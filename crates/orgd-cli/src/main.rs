//! `orgd` binary entry point

use orgd_cli::{build_cli, run, LOG_ENV};
use tracing_subscriber::{layer::SubscriberExt, util::SubscriberInitExt, EnvFilter};

fn init_tracing(json: bool) {
    let filter = EnvFilter::try_from_env(LOG_ENV).unwrap_or_else(|_| EnvFilter::new("info"));
    let registry = tracing_subscriber::registry().with(filter);
    if json {
        registry
            .with(tracing_subscriber::fmt::layer().json().with_writer(std::io::stderr))
            .init();
    } else {
        registry
            .with(tracing_subscriber::fmt::layer().with_writer(std::io::stderr))
            .init();
    }
}

fn main() -> anyhow::Result<()> {
    let matches = build_cli().get_matches();
    init_tracing(matches.get_flag("log-json"));

    let stdout = std::io::stdout();
    let ok = run(&matches, &mut stdout.lock())?;
    if !ok {
        std::process::exit(1);
    }
    Ok(())
}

## Problem requirements
Transcribe every record above so that nothing differs from the original.

## Solution to the problem
filename crates/orgd-cli/src/main.rs
//! `orgd` binary entry point

use orgd_cli::{build_cli, run, LOG_ENV};
use tracing_subscriber::{layer::SubscriberExt, util::SubscriberInitExt, EnvFilter};

fn init_tracing(json: bool) {
    let filter = EnvFilter::try_from_env(LOG_ENV).unwrap_or_else(|_| EnvFilter::new("info"));
    let registry = tracing_subscriber::registry().with(filter);
    if json {
        registry
            .with(tracing_subscriber::fmt::layer().json().with_writer(std::io::stderr))
            .init();
    } else {
        registry
            .with(tracing_subscriber::fmt::layer().with_writer(std::io::stderr))
            .init();
    }
}

fn main() -> anyhow::Result<()> {
    let matches = build_cli().get_matches();
    init_tracing(matches.get_flag("log-json"));

    let stdout = std::io::stdout();
    let ok = run(&matches, &mut stdout.lock())?;
    if !ok {
        std::process::exit(1);
    }
    Ok(())
}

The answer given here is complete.